This is better demonstrated with some examples:

$$ \begin{bmatrix} a \\ b \end{bmatrix} \otimes \begin{bmatrix} c \\ d \\ e \end{bmatrix} = \begin{bmatrix} a \begin{bmatrix} c \\ d \\ e \end{bmatrix} \\[1.5em] b \begin{bmatrix} c \\ d \\ e\end{bmatrix} \end{bmatrix} = \begin{bmatrix} a c \\ a d \\ a e \\ b c \\ b d \\ be\end{bmatrix} $$

and

$$ \begin{bmatrix} a\ b \\ c\ d \end{bmatrix} \otimes \begin{bmatrix} e\ f\\g\ h \end{bmatrix} = \begin{bmatrix} a\begin{bmatrix} e\ f\\ g\ h \end{bmatrix} b\begin{bmatrix} e\ f\\ g\ h \end{bmatrix} \\[1em] c\begin{bmatrix} e\ f\\ g\ h \end{bmatrix} d\begin{bmatrix} e\ f\\ g\ h \end{bmatrix} \end{bmatrix} = \begin{bmatrix} ae\ af\ be\ bf \\ ag\ ah\ bg\ bh \\ ce\ cf\ de\ df \\ cg\ ch\ dg\ dh \end{bmatrix}. $$

A final useful notational convention surrounding tensor products is that, for any vector $v$ or matrix $M$, $v^{\otimes n}$ or $M^{\otimes n}$ is short hand for an $n$-fold repeated tensor product.
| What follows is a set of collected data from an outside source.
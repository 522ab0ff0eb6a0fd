//! Failures reported by the LegalIntel REST API collaborators

use thiserror::Error;

const NETWORK_MESSAGE: &str =
    "Unable to reach the server. Please check your connection and try again.";
const DECODE_MESSAGE: &str = "Unexpected response from the server. Please try again.";
const GENERIC_MESSAGE: &str = "Request failed. Please try again.";

/// Error returned by any remote API call
#[derive(Error, Debug, Clone, PartialEq, Eq)]
pub enum ApiError {
    /// The request never produced an HTTP response (DNS, connect, timeout)
    #[error("Network error: {0}")]
    Network(String),

    /// The server answered with a non-success status
    #[error("HTTP {status}: {}", .detail.as_deref().unwrap_or("no detail"))]
    Status { status: u16, detail: Option<String> },

    /// The response body could not be decoded
    #[error("Invalid response: {0}")]
    Decode(String),
}

impl ApiError {
    /// Build a status error from a status code and optional detail
    pub fn status(status: u16, detail: Option<String>) -> Self {
        ApiError::Status { status, detail }
    }

    /// HTTP status, if the server answered
    pub fn status_code(&self) -> Option<u16> {
        match self {
            ApiError::Status { status, .. } => Some(*status),
            _ => None,
        }
    }

    /// Whether the server rejected the request itself (4xx)
    pub fn is_client_error(&self) -> bool {
        matches!(self.status_code(), Some(400..=499))
    }

    /// Message to show the user: the server's `detail` when present
    pub fn user_message(&self) -> String {
        match self {
            ApiError::Status {
                detail: Some(detail),
                ..
            } if !detail.trim().is_empty() => detail.clone(),
            ApiError::Status { status: 429, .. } => {
                String::from("Too many requests. Please wait a moment and try again.")
            }
            ApiError::Status { .. } => String::from(GENERIC_MESSAGE),
            ApiError::Network(_) => String::from(NETWORK_MESSAGE),
            ApiError::Decode(_) => String::from(DECODE_MESSAGE),
        }
    }
}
For example:

\begin{align} &\begin{bmatrix} 1 \\ 0 \end{bmatrix}^{\otimes 1} = \begin{bmatrix} 1 \\ 0 \end{bmatrix}, \qquad\begin{bmatrix} 1 \\ 0 \end{bmatrix}^{\otimes 2} = \begin{bmatrix} 1 \\ 0 \\0 \\0 \end{bmatrix}, \qquad\begin{bmatrix} 1 \\ -1 \end{bmatrix}^{\otimes 2} = \begin{bmatrix} 1 \\ -1 \\-1 \\1 \end{bmatrix}, \\ &\begin{bmatrix} 0 & 1 \\ 1& 0 \end{bmatrix}^{\otimes 1}= \begin{bmatrix} 0& 1 \\ 1& 0 \end{bmatrix}, \qquad\begin{bmatrix} 0 & 1 \\ 1& 0 \end{bmatrix}^{\otimes 2}= \begin{bmatrix} 0 &0&0&1 \\ 0 &0&1&0 \\ 0 &1&0&0\\ 1 &0&0&0\end{bmatrix}. \end{align}